[Records from a dataset]

☆ ☆ ☆ ☆

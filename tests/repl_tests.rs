use std::io::Cursor;

use holiday_assistant::ollama::StructuredResponse;
use holiday_assistant::repl::{ASSISTANT_LABEL, GREETING, USER_PROMPT};
use holiday_assistant::{run_repl, Assistant};

mod common;
use common::{harness, FixedHolidays, RecordingChat, ScriptedModel};

#[ctor::ctor]
fn _init() {
    common::init();
}

/// Runs a session over `input` and returns the transcript and the number of model turns.
fn session(input: &str) -> (String, usize) {
    let h = harness(
        ScriptedModel::replying(StructuredResponse::PlainText(String::new())),
        RecordingChat::replying("Olá!"),
        FixedHolidays::christmas(),
    );
    let model = h.model.clone();
    let assistant = Assistant::new(h.orchestrator);

    let mut out = Vec::new();
    run_repl(&assistant, Cursor::new(input), &mut out).unwrap();
    (String::from_utf8(out).unwrap(), model.calls())
}

#[test]
fn transcript_frames_questions_and_answers() {
    let (transcript, turns) = session("Oi\nTudo bem?\nsair\n");
    assert_eq!(
        transcript,
        format!("{GREETING}\n{USER_PROMPT}{ASSISTANT_LABEL}Olá!\n{USER_PROMPT}{ASSISTANT_LABEL}Olá!\n{USER_PROMPT}")
    );
    assert_eq!(transcript.matches("MELISSA: Olá!").count(), 2);
    assert!(transcript.starts_with("Faça uma pergunta à Melissa:\nVOCÊ: "));
    assert_eq!(turns, 2);
}

#[test]
fn sair_stops_before_later_lines() {
    let (transcript, turns) = session("Oi\nsair\nAinda está aí?\n");
    assert_eq!(turns, 1);
    assert!(transcript.ends_with(&format!("{ASSISTANT_LABEL}Olá!\n{USER_PROMPT}")));
}

#[test]
fn exit_stops_the_loop() {
    let (transcript, turns) = session("  exit  \nOi\n");
    assert_eq!(turns, 0);
    assert_eq!(transcript, format!("{GREETING}\n{USER_PROMPT}"));
}

#[test]
fn end_of_input_stops_the_loop() {
    let (transcript, turns) = session("Oi");
    assert_eq!(turns, 1);
    assert_eq!(transcript, format!("{GREETING}\n{USER_PROMPT}{ASSISTANT_LABEL}Olá!\n{USER_PROMPT}"));

    let (transcript, turns) = session("");
    assert_eq!(turns, 0);
    assert_eq!(transcript, format!("{GREETING}\n{USER_PROMPT}"));
}

#[test]
fn blank_lines_are_skipped_without_a_model_call() {
    let (transcript, turns) = session("\n   \nOi\n");
    assert_eq!(turns, 1);
    assert_eq!(
        transcript,
        format!("{GREETING}\n{USER_PROMPT}{USER_PROMPT}{USER_PROMPT}{ASSISTANT_LABEL}Olá!\n{USER_PROMPT}")
    );
}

☆ ☆ ☆ ☆

WHAT THE TASK ASKS:
Copy out each line of the data exactly.

RESULT OF THIS EXERCISE:
filename tests/repl_tests.rs
use std::io::Cursor;

use holiday_assistant::ollama::StructuredResponse;
use holiday_assistant::repl::{ASSISTANT_LABEL, GREETING, USER_PROMPT};
use holiday_assistant::{run_repl, Assistant};

mod common;
use common::{harness, FixedHolidays, RecordingChat, ScriptedModel};

#[ctor::ctor]
fn _init() {
    common::init();
}

/// Runs a session over `input` and returns the transcript and the number of model turns.
fn session(input: &str) -> (String, usize) {
    let h = harness(
        ScriptedModel::replying(StructuredResponse::PlainText(String::new())),
        RecordingChat::replying("Olá!"),
        FixedHolidays::christmas(),
    );
    let model = h.model.clone();
    let assistant = Assistant::new(h.orchestrator);

    let mut out = Vec::new();
    run_repl(&assistant, Cursor::new(input), &mut out).unwrap();
    (String::from_utf8(out).unwrap(), model.calls())
}

#[test]
fn transcript_frames_questions_and_answers() {
    let (transcript, turns) = session("Oi\nTudo bem?\nsair\n");
    assert_eq!(
        transcript,
        format!("{GREETING}\n{USER_PROMPT}{ASSISTANT_LABEL}Olá!\n{USER_PROMPT}{ASSISTANT_LABEL}Olá!\n{USER_PROMPT}")
    );
    assert_eq!(transcript.matches("MELISSA: Olá!").count(), 2);
    assert!(transcript.starts_with("Faça uma pergunta à Melissa:\nVOCÊ: "));
    assert_eq!(turns, 2);
}

#[test]
fn sair_stops_before_later_lines() {
    let (transcript, turns) = session("Oi\nsair\nAinda está aí?\n");
    assert_eq!(turns, 1);
    assert!(transcript.ends_with(&format!("{ASSISTANT_LABEL}Olá!\n{USER_PROMPT}")));
}

#[test]
fn exit_stops_the_loop() {
    let (transcript, turns) = session("  exit  \nOi\n");
    assert_eq!(turns, 0);
    assert_eq!(transcript, format!("{GREETING}\n{USER_PROMPT}"));
}

#[test]
fn end_of_input_stops_the_loop() {
    let (transcript, turns) = session("Oi");
    assert_eq!(turns, 1);
    assert_eq!(transcript, format!("{GREETING}\n{USER_PROMPT}{ASSISTANT_LABEL}Olá!\n{USER_PROMPT}"));

    let (transcript, turns) = session("");
    assert_eq!(turns, 0);
    assert_eq!(transcript, format!("{GREETING}\n{USER_PROMPT}"));
}

#[test]
fn blank_lines_are_skipped_without_a_model_call() {
    let (transcript, turns) = session("\n   \nOi\n");
    assert_eq!(turns, 1);
    assert_eq!(
        transcript,
        format!("{GREETING}\n{USER_PROMPT}{USER_PROMPT}{USER_PROMPT}{ASSISTANT_LABEL}Olá!\n{USER_PROMPT}")
    );
}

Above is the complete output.